Stored entries:
Content starts

mod cli;

use anyhow::{bail, Context};
use chrono::Local;
use clap::Parser;
use cli::{Cli, Commands, ForecastArgs};
use hourcast::app::WeatherLoader;
use hourcast::config::Config;
use hourcast::datasources::{FileWeatherRepository, ForecastRequest, WeatherRepository};
use hourcast::location::{Coordinates, FixedLocationTracker};
use hourcast::models::WeatherSnapshot;
use tracing_subscriber::EnvFilter;

fn main() -> anyhow::Result<()> {
    // Load .env file if present
    let _ = dotenvy::dotenv();

    let cli = Cli::parse();

    // Initialize logging
    let default_level = match cli.verbose {
        0 => "warn",
        1 => "debug",
        _ => "trace",
    };
    tracing_subscriber::fmt()
        .with_env_filter(
            EnvFilter::try_from_default_env().unwrap_or_else(|_| EnvFilter::new(default_level)),
        )
        .with_writer(std::io::stderr)
        .init();

    match cli.command {
        Some(Commands::Init) => {
            Config::setup_interactive()?;
        }
        Some(Commands::Check) => {
            let config = Config::load(cli.config.clone()).context("Configuration error")?;
            println!("Config OK: {:?}", config.location);
            check_response(&config)?;
        }
        Some(Commands::Url) => {
            let config = load_config(&cli)?;
            let request = ForecastRequest::new(
                &config.forecast,
                config.location.latitude,
                config.location.longitude,
            );
            println!("{}", request.url());
        }
        Some(Commands::Current(ref args)) => {
            let snapshot = load_snapshot(&load_config(&cli)?, args)?;
            match snapshot.current {
                Some(record) => println!(
                    "{} (wind {} km/h, humidity {}%, pressure {} hPa)",
                    record, record.wind_speed, record.humidity, record.pressure
                ),
                None => println!("No current conditions"),
            }
        }
        Some(Commands::Snapshot(ref args)) => {
            let snapshot = load_snapshot(&load_config(&cli)?, args)?;
            println!("{}", serde_json::to_string_pretty(&snapshot)?);
        }
        None => {
            let snapshot = load_snapshot(&load_config(&cli)?, &ForecastArgs::default())?;
            println!("{}", serde_json::to_string_pretty(&snapshot)?);
        }
    }

    Ok(())
}

/// Load the config file, falling back to defaults when none exists and no path was given
fn load_config(cli: &Cli) -> anyhow::Result<Config> {
    if cli.config.is_none() && !Config::exists(None) {
        tracing::info!("No config file found, using defaults");
        return Ok(Config::default());
    }
    Config::load(cli.config.clone()).context("Configuration error")
}

fn load_snapshot(config: &Config, args: &ForecastArgs) -> anyhow::Result<WeatherSnapshot> {
    let Some(path) = args
        .input
        .clone()
        .or_else(|| config.forecast.response_file.clone())
    else {
        bail!("No forecast response given; pass --input or set forecast.response_file");
    };

    let now = args.now.unwrap_or_else(|| Local::now().naive_local());
    let mut loader = WeatherLoader::new(
        FileWeatherRepository::new(path),
        FixedLocationTracker::new(Coordinates::from(&config.location)),
    );

    let state = loader.load_weather_info(now);
    if let Some(ref error) = state.error {
        bail!("{}", error);
    }

    Ok(state.weather_info.clone().unwrap_or_default())
}

fn check_response(config: &Config) -> anyhow::Result<()> {
    let Some(ref path) = config.forecast.response_file else {
        println!("No forecast.response_file configured");
        return Ok(());
    };

    let repository = FileWeatherRepository::new(path);
    let snapshot = repository
        .get_weather_data(
            config.location.latitude,
            config.location.longitude,
            Local::now().naive_local(),
        )
        .with_context(|| format!("Forecast response {} is invalid", path.display()))?;

    println!(
        "Forecast response OK: {} hours over {} days",
        snapshot.hour_count(),
        snapshot.day_count()
    );
    Ok(())
}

Content ends

Your objective
All lines of the records containing "WeatherLoader" should be shown.

Answer space
use hourcast::app::WeatherLoader;
    let mut loader = WeatherLoader::new(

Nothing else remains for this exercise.